**Action item:**
Set down exactly the first line of the entries and every line after it, through the line with "use tokio::sync::watch;".
BEGIN Data shown
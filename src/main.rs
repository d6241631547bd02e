use anyhow::Result;
use std::sync::Arc;
use sysmeter::models::{Notification, NotificationKind};
use sysmeter::platform::{SysfsPowerSources, SystemMemorySource};
use sysmeter::samplers::{MemorySampler, NetworkSampler, PowerSampler};
use sysmeter::worker::{Subscription, WorkerHandle};
use sysmeter::*;
use tokio::sync::watch;
use tracing_subscriber::EnvFilter;
use tracing_subscriber::fmt::time::FormatTime;

struct LocalTimer;

impl FormatTime for LocalTimer {
    fn format_time(&self, w: &mut tracing_subscriber::fmt::format::Writer<'_>) -> std::fmt::Result {
        write!(
            w,
            "{}",
            chrono::Local::now().format("%Y-%m-%dT%H:%M:%S%.3f%:z")
        )
    }
}

/// Console consumer: logs every published reading.
fn log_readings(handle: &WorkerHandle) -> Vec<Subscription> {
    let log = |n: &Notification| {
        if tracing::enabled!(tracing::Level::DEBUG)
            && let Ok(payload) = serde_json::to_string(n)
        {
            tracing::debug!(%payload, "notification payload");
        }
        log_reading(n)
    };
    [
        NotificationKind::PowerUpdated,
        NotificationKind::MemoryUpdated,
        NotificationKind::NetworkUpdated,
    ]
    .into_iter()
    .map(|kind| handle.subscribe(kind, log))
    .collect()
}

fn log_reading(n: &Notification) {
    match n {
        Notification::PowerUpdated(p) if p.valid => tracing::info!(
            charge_percent = %format!("{:.0}", p.charge() * 100.0),
            power_source = ?p.power_source,
            condition = ?p.condition,
            time_remaining = %p.time_remaining_label(),
            "power"
        ),
        Notification::PowerUpdated(_) => tracing::debug!("power: no battery"),
        Notification::MemoryUpdated(m) => tracing::info!(
            used_percent = %format!("{:.1}", m.reading.used_percentage()),
            temperature = ?m.reading.temperature,
            history_len = m.history.len(),
            "memory"
        ),
        Notification::NetworkUpdated(r) => tracing::info!(
            device = %r.device,
            active_port = ?r.active_port.as_ref().map(ToString::to_string),
            in_bytes_per_sec = r.throughput.in_bytes_per_sec,
            out_bytes_per_sec = r.throughput.out_bytes_per_sec,
            "network"
        ),
        other => tracing::trace!(notification = ?other.kind(), "notification"),
    }
}

#[tokio::main]
async fn main() -> Result<()> {
    let filter = EnvFilter::try_from_default_env().unwrap_or_else(|_| EnvFilter::new("info"));
    tracing_subscriber::fmt()
        .with_timer(LocalTimer)
        .with_env_filter(filter)
        .init();

    let app_config = config::AppConfig::load()?;
    let (config_tx, config_rx) = watch::channel(app_config.clone());

    let runner: Arc<dyn command::CommandRunner> = Arc::new(command::SystemCommandRunner);
    let process =
        command::process_name(runner.as_ref(), &app_config.commands, std::process::id()).await;
    tracing::info!(
        process = process.as_deref().unwrap_or(env!("CARGO_PKG_NAME")),
        version = env!("CARGO_PKG_VERSION"),
        "starting telemetry engine"
    );

    let power = Arc::new(PowerSampler::new(Arc::new(SysfsPowerSources::new(
        &app_config.power.supply_path,
    ))));
    let memory = Arc::new(MemorySampler::new(
        Arc::new(SystemMemorySource::new()),
        app_config.memory.history_capacity,
    ));
    let network = Arc::new(NetworkSampler::new(
        runner,
        app_config.commands.clone(),
        &app_config.network,
    ));

    let (handle, worker_handle) = worker::spawn(worker::WorkerDeps {
        power,
        memory,
        network,
        config: config_rx,
    });
    let _console = log_readings(&handle);

    wait_for_signals(&handle, &config_tx).await;

    tracing::info!("Received shutdown signal");
    handle.shutdown();
    let _ = worker_handle.await;
    Ok(())
}

/// Maps process signals onto the worker until a shutdown signal arrives.
/// SIGUSR1/SIGUSR2 carry the desktop's will-sleep/did-wake notifications,
/// SIGHUP reloads the configuration.
#[cfg(unix)]
async fn wait_for_signals(handle: &WorkerHandle, config_tx: &watch::Sender<config::AppConfig>) {
    use tokio::signal::unix::{SignalKind, signal};

    let (Ok(mut sigterm), Ok(mut sighup), Ok(mut sleep), Ok(mut wake)) = (
        signal(SignalKind::terminate()),
        signal(SignalKind::hangup()),
        signal(SignalKind::user_defined1()),
        signal(SignalKind::user_defined2()),
    ) else {
        tracing::warn!("failed to install signal handlers; only Ctrl-C is handled");
        let _ = tokio::signal::ctrl_c().await;
        return;
    };

    loop {
        tokio::select! {
            _ = tokio::signal::ctrl_c() => return,
            _ = sigterm.recv() => return,
            _ = sleep.recv() => handle.sleep(),
            _ = wake.recv() => handle.wake(),
            _ = sighup.recv() => match config::AppConfig::load() {
                Ok(new_config) => {
                    if config_tx.borrow().network.device != new_config.network.device {
                        handle.set_network_device(new_config.network.device.clone());
                    }
                    config_tx.send_replace(new_config);
                    tracing::info!("configuration reloaded");
                    handle.refresh_all();
                }
                Err(e) => tracing::warn!(error = %e, "configuration reload failed; keeping current"),
            },
        }
    }
}

#[cfg(not(unix))]
async fn wait_for_signals(_handle: &WorkerHandle, _config_tx: &watch::Sender<config::AppConfig>) {
    let _ = tokio::signal::ctrl_c().await;
}
// External diagnostic commands. Failures never propagate to samplers: they
// degrade to empty output, which the parsers read as "no records".

use crate::config::CommandsConfig;
use crate::parsers;
use futures_util::future::BoxFuture;
use std::fmt;
use std::process::ExitStatus;
use tracing::instrument;

#[derive(Debug, thiserror::Error)]
pub enum CommandError {
    #[error("empty command line")]
    Empty,
    #[error("failed to run `{program}`: {source}")]
    Spawn {
        program: String,
        #[source]
        source: std::io::Error,
    },
    #[error("`{program}` exited with {status}")]
    Status { program: String, status: ExitStatus },
}

/// Program and arguments of one invocation.
#[derive(Debug, Clone, PartialEq, Eq)]
pub struct Invocation {
    pub program: String,
    pub args: Vec<String>,
}

impl Invocation {
    /// Builds an invocation from a configured argv template, appending `extra`
    /// (device name, pid) when given.
    pub fn from_template(template: &[String], extra: Option<&str>) -> Result<Self, CommandError> {
        let (program, rest) = template.split_first().ok_or(CommandError::Empty)?;
        let mut args = rest.to_vec();
        if let Some(extra) = extra {
            args.push(extra.to_string());
        }
        Ok(Self {
            program: program.clone(),
            args,
        })
    }
}

impl fmt::Display for Invocation {
    fn fmt(&self, f: &mut fmt::Formatter<'_>) -> fmt::Result {
        f.write_str(&self.program)?;
        for arg in &self.args {
            write!(f, " {}", arg)?;
        }
        Ok(())
    }
}

/// Runs an invocation and returns its stdout.
pub trait CommandRunner: Send + Sync {
    fn run<'a>(&'a self, invocation: &'a Invocation) -> BoxFuture<'a, Result<String, CommandError>>;
}

/// Spawns real processes on tokio's process driver.
#[derive(Debug, Default, Clone, Copy)]
pub struct SystemCommandRunner;

impl CommandRunner for SystemCommandRunner {
    fn run<'a>(&'a self, invocation: &'a Invocation) -> BoxFuture<'a, Result<String, CommandError>> {
        Box::pin(async move {
            let output = tokio::process::Command::new(&invocation.program)
                .args(&invocation.args)
                .stdin(std::process::Stdio::null())
                .output()
                .await
                .map_err(|source| CommandError::Spawn {
                    program: invocation.program.clone(),
                    source,
                })?;
            if !output.status.success() {
                return Err(CommandError::Status {
                    program: invocation.program.clone(),
                    status: output.status,
                });
            }
            Ok(String::from_utf8_lossy(&output.stdout).into_owned())
        })
    }
}

/// Synchronous variant for callers that are already off the worker task.
pub fn run_blocking(invocation: &Invocation) -> Result<String, CommandError> {
    let output = std::process::Command::new(&invocation.program)
        .args(&invocation.args)
        .stdin(std::process::Stdio::null())
        .output()
        .map_err(|source| CommandError::Spawn {
            program: invocation.program.clone(),
            source,
        })?;
    if !output.status.success() {
        return Err(CommandError::Status {
            program: invocation.program.clone(),
            status: output.status,
        });
    }
    Ok(String::from_utf8_lossy(&output.stdout).into_owned())
}

/// Runs the invocation, treating any failure as empty output.
pub async fn output_or_empty(runner: &dyn CommandRunner, invocation: &Invocation) -> String {
    match runner.run(invocation).await {
        Ok(out) => out,
        Err(e) => {
            tracing::debug!(error = %e, command = %invocation, "command failed; using empty output");
            String::new()
        }
    }
}

/// Command name of a running process (`ps -o comm= -p <pid>`).
#[instrument(skip(runner, commands), fields(operation = "process_name"))]
pub async fn process_name(
    runner: &dyn CommandRunner,
    commands: &CommandsConfig,
    pid: u32,
) -> Option<String> {
    let pid = pid.to_string();
    let invocation = match Invocation::from_template(&commands.process_name, Some(&pid)) {
        Ok(i) => i,
        Err(e) => {
            tracing::warn!(error = %e, "process name command not configured");
            return None;
        }
    };
    parsers::parse_process_name(&output_or_empty(runner, &invocation).await)
}
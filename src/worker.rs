// Background telemetry worker.
// One task owns the bus, the scheduler and every state mutation; slow queries
// run elsewhere and re-enter through the main queue.

use crate::bus::{Handler, NotificationBus, SubscriptionId, SubscriptionIds};
use crate::config::AppConfig;
use crate::dispatch::MainQueue;
use crate::models::{Notification, NotificationKind};
use crate::samplers::{self, MemorySampler, NetworkSampler, PowerSampler};
use crate::scheduler::Scheduler;
use std::sync::Arc;
use tokio::sync::{mpsc, watch};
use tokio::time::{Duration, Instant, interval};
use tracing::Instrument;

/// Samplers and live configuration for the worker.
pub struct WorkerDeps {
    pub power: Arc<PowerSampler>,
    pub memory: Arc<MemorySampler>,
    pub network: Arc<NetworkSampler>,
    pub config: watch::Receiver<AppConfig>,
}

enum Control {
    Sleep,
    Wake,
    RefreshAll,
    SetNetworkDevice(Option<String>),
    Subscribe {
        id: SubscriptionId,
        kind: NotificationKind,
        handler: Handler,
    },
    Unsubscribe(SubscriptionId),
    Shutdown,
}

/// Cloneable handle for driving the worker from other tasks (signal handlers, consumers).
#[derive(Clone)]
pub struct WorkerHandle {
    tx: mpsc::UnboundedSender<Control>,
    ids: SubscriptionIds,
}

impl WorkerHandle {
    fn send(&self, msg: Control) {
        if self.tx.send(msg).is_err() {
            tracing::debug!("worker has stopped; control message dropped");
        }
    }

    /// System is going to sleep.
    pub fn sleep(&self) {
        self.send(Control::Sleep);
    }

    /// System woke up; every cadence restarts.
    pub fn wake(&self) {
        self.send(Control::Wake);
    }

    /// Broadcasts `storeShouldRefresh` so every sampler refreshes now.
    pub fn refresh_all(&self) {
        self.send(Control::RefreshAll);
    }

    pub fn set_network_device(&self, device: Option<String>) {
        self.send(Control::SetNetworkDevice(device));
    }

    /// Registers `handler` on the worker's bus. The handler runs on the worker
    /// task and is removed when the returned guard is dropped.
    pub fn subscribe<F>(&self, kind: NotificationKind, handler: F) -> Subscription
    where
        F: FnMut(&Notification) + Send + 'static,
    {
        let id = self.ids.next();
        self.send(Control::Subscribe {
            id,
            kind,
            handler: Box::new(handler),
        });
        Subscription {
            id,
            tx: self.tx.clone(),
        }
    }

    pub fn shutdown(&self) {
        self.send(Control::Shutdown);
    }
}

/// Keeps a bus handler registered; dropping it unsubscribes.
#[must_use = "dropping a Subscription unsubscribes its handler"]
pub struct Subscription {
    id: SubscriptionId,
    tx: mpsc::UnboundedSender<Control>,
}

impl Subscription {
    pub fn id(&self) -> SubscriptionId {
        self.id
    }
}

impl Drop for Subscription {
    fn drop(&mut self) {
        let _ = self.tx.send(Control::Unsubscribe(self.id));
    }
}

async fn wait_until(deadline: Option<Instant>) {
    match deadline {
        Some(at) => tokio::time::sleep_until(at).await,
        None => std::future::pending().await,
    }
}

pub fn spawn(deps: WorkerDeps) -> (WorkerHandle, tokio::task::JoinHandle<()>) {
    let WorkerDeps {
        power,
        memory,
        network,
        config,
    } = deps;

    let mut bus = NotificationBus::new();
    let (control_tx, mut control_rx) = mpsc::unbounded_channel();
    let handle = WorkerHandle {
        tx: control_tx,
        ids: bus.ids(),
    };

    let stats_log_interval =
        Duration::from_secs(config.borrow().monitoring.stats_log_interval_secs.max(1));

    let task = tokio::spawn(async move {
        let (queue, mut completions) = MainQueue::channel();
        samplers::attach(power, &mut bus, &queue);
        samplers::attach(memory, &mut bus, &queue);
        samplers::attach(network.clone(), &mut bus, &queue);

        let mut scheduler = Scheduler::new(config);
        scheduler.on_wake();

        let mut stats_log_tick = interval(stats_log_interval);
        stats_log_tick.set_missed_tick_behavior(tokio::time::MissedTickBehavior::Skip);
        let mut completions_applied: u64 = 0;

        loop {
            let next = scheduler.next_due();
            tokio::select! {
                _ = wait_until(next.map(|(_, at)| at)) => {
                    if let Some((kind, _)) = next {
                        scheduler.fire(kind, &mut bus);
                    }
                }
                Some(done) = completions.recv() => {
                    done(&mut bus);
                    completions_applied += 1;
                }
                msg = control_rx.recv() => match msg {
                    Some(Control::Sleep) => scheduler.on_sleep(),
                    Some(Control::Wake) => scheduler.on_wake(),
                    Some(Control::RefreshAll) => {
                        bus.publish(&Notification::StoreShouldRefresh);
                    }
                    Some(Control::SetNetworkDevice(device)) => network.set_device_override(device),
                    Some(Control::Subscribe { id, kind, handler }) => bus.insert(id, kind, handler),
                    Some(Control::Unsubscribe(id)) => {
                        bus.unsubscribe(id);
                    }
                    Some(Control::Shutdown) | None => {
                        tracing::debug!("Worker shutting down");
                        break;
                    }
                },
                _ = stats_log_tick.tick() => {
                    tracing::info!(
                        sleeping = scheduler.is_sleeping(),
                        ticks_published = scheduler.ticks_published(),
                        ticks_suppressed = scheduler.ticks_suppressed(),
                        completions_applied,
                        notifications_published = bus.published_total(),
                        subscribers = bus.total_subscribers(),
                        "telemetry stats"
                    );
                }
            }
        }
    }
    .instrument(tracing::debug_span!("worker")));

    (handle, task)
}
END Data shown
**Response:**
filename src/main.rs
repository d6241631547bd02e
use anyhow::Result;
use std::sync::Arc;
use sysmeter::models::{Notification, NotificationKind};
use sysmeter::platform::{SysfsPowerSources, SystemMemorySource};
use sysmeter::samplers::{MemorySampler, NetworkSampler, PowerSampler};
use sysmeter::worker::{Subscription, WorkerHandle};
use sysmeter::*;
use tokio::sync::watch;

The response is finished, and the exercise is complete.